Les villes principales ont leur charamalcki ou juge d’un rang élevé, les tribus n’ont qu’un simple cadi; la compétence de l’un et de l’autre est sans limites : pénale, civile, et commerciale. Ce qu’il y a de plus extraordinaire dans la justice tunisienne, c’est que, l’arrêt rendu, les condamnés doivent se déclarer convaincus et contens du jugement. S’ils ne le montrent pas, on les met en prison en compagnie de l’avocat lorsque c’est ce dernier qui rend ses cliens réfractaires. Il en est de même pour les plaideurs qui, gagnant un procès, trouvent qu’ils ne l’ont pas assez gagné. Avec un tel système en France, nos prisons seraient trop étroites.

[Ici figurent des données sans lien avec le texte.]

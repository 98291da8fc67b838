//! Tipos del dominio de chat.
use chrono::{DateTime, Utc};
use serde::{Deserialize, Serialize};
use uuid::Uuid;

#[derive(Debug, Clone, Copy, PartialEq, Eq, Serialize, Deserialize)]
#[serde(rename_all = "lowercase")]
pub enum Role {
    User,
    Assistant,
}

impl Role {
    pub fn as_str(&self) -> &'static str {
        match self {
            Self::User => "user",
            Self::Assistant => "assistant",
        }
    }

    pub fn parse(s: &str) -> Option<Self> {
        match s {
            "user" => Some(Self::User),
            "assistant" => Some(Self::Assistant),
            _ => None,
        }
    }
}

#[derive(Debug, Clone, PartialEq, Eq, Serialize, Deserialize)]
pub struct Conversation {
    pub id: Uuid,
    pub created_at: DateTime<Utc>,
}

#[derive(Debug, Clone, PartialEq, Eq, Serialize, Deserialize)]
pub struct Message {
    pub id: Uuid,
    pub conversation_id: Uuid,
    pub role: Role,
    pub content: String,
    pub created_at: DateTime<Utc>,
}

/// Mensaje a insertar; el id lo fija quien llama (estable entre reintentos).
#[derive(Debug, Clone, PartialEq, Eq)]
pub struct NewMessage {
    pub id: Uuid,
    pub conversation_id: Uuid,
    pub role: Role,
    pub content: String,
}

#[derive(Debug, Clone, PartialEq, Eq, Serialize, Deserialize)]
pub struct SendMessageInput {
    pub conversation_id: Uuid,
    pub content: String,
}

#[derive(Debug, Clone, PartialEq, Eq, Serialize, Deserialize)]
pub struct SendMessageOutput {
    pub user_message: Message,
    pub assistant_message: Message,
}

use dura_chat::{ChatError, ChatStore, NewMessage, Role};
use dura_persistence::{PgChatStore, PoolProvider};
use test_support::provider;
use uuid::Uuid;

fn store() -> Option<PgChatStore<PoolProvider>> {
    match provider() {
        Some(p) => Some(PgChatStore::new(p)),
        None => {
            eprintln!("DATABASE_URL not set - skipping PG integration test");
            None
        }
    }
}

fn message(conversation_id: Uuid, role: Role, content: &str) -> NewMessage {
    NewMessage { id: Uuid::new_v4(), conversation_id, role, content: content.into() }
}

#[test]
fn conversation_and_message_inserts_are_idempotent() {
    let Some(store) = store() else { return };
    let id = Uuid::new_v4();
    let conv = store.create_conversation(id).unwrap();
    assert_eq!(store.create_conversation(id).unwrap(), conv);

    let first = message(conv.id, Role::User, "hola");
    let saved = store.insert_message(first.clone()).unwrap();
    let again = store.insert_message(NewMessage { content: "otra cosa".into(), ..first }).unwrap();
    assert_eq!(saved, again);
    assert_eq!(store.list_messages(conv.id).unwrap(), vec![saved]);

    store.delete_messages(conv.id).unwrap();
    store.delete_conversation(conv.id).unwrap();
}

#[test]
fn messages_keep_insertion_order() {
    let Some(store) = store() else { return };
    let conv = store.create_conversation(Uuid::new_v4()).unwrap();
    store.insert_message(message(conv.id, Role::User, "uno")).unwrap();
    store.insert_message(message(conv.id, Role::Assistant, "dos")).unwrap();
    store.insert_message(message(conv.id, Role::User, "tres")).unwrap();

    let contents: Vec<String> = store.list_messages(conv.id).unwrap().into_iter().map(|m| m.content).collect();
    assert_eq!(contents, vec!["uno", "dos", "tres"]);
    assert_eq!(store.delete_messages(conv.id).unwrap(), 3);
    assert!(store.delete_conversation(conv.id).unwrap());
}

#[test]
fn message_for_unknown_conversation_is_rejected() {
    let Some(store) = store() else { return };
    let err = store.insert_message(message(Uuid::new_v4(), Role::User, "x")).unwrap_err();
    assert!(matches!(err, ChatError::ConversationNotFound(_)));
}

#[test]
fn conversation_with_messages_is_not_deleted() {
    let Some(store) = store() else { return };
    let conv = store.create_conversation(Uuid::new_v4()).unwrap();
    store.insert_message(message(conv.id, Role::User, "x")).unwrap();

    assert!(matches!(store.delete_conversation(conv.id), Err(ChatError::Store(_))));
    assert!(store.get_conversation(conv.id).unwrap().is_some());

    store.delete_messages(conv.id).unwrap();
    assert!(store.delete_conversation(conv.id).unwrap());
    assert!(!store.delete_conversation(conv.id).unwrap());
}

La chara justice d’essence trop religieuse, n’étant plus suffisante dans un temps où, en dépit des traditions, le progrès s’infiltre un peu partout, on a créé une autre juridiction, l’ouzara, qui supplée à ce que la loi divine, comme celle de Moïse, a de trop barbare et de trop cruel. Le ministère public et l’accusation n’existent pas en Tunisie : c’est donc aux familles de l’homme volé ou assassiné qu’il appartient de dénoncer les coupables aux autorités et de les leur livrer. La vendetta tunisienne peut marcher de pair avec la vendetta corse. Ici comme dans le maquis, le désir de vengeance ne s’éteint que lorsque celui qui l’inspire est mort. Toutefois, plus on étudie le caractère et les mœurs des indigènes et plus il est permis de croire que, grâce à la fréquentation des Européens, les Tunisiens, doux par nature, deviendront de moins en moins sanguinaires et que la vendetta disparaîtra de leurs mœurs lorsque probablement elle se perpétuera encore dans l’île de Corse.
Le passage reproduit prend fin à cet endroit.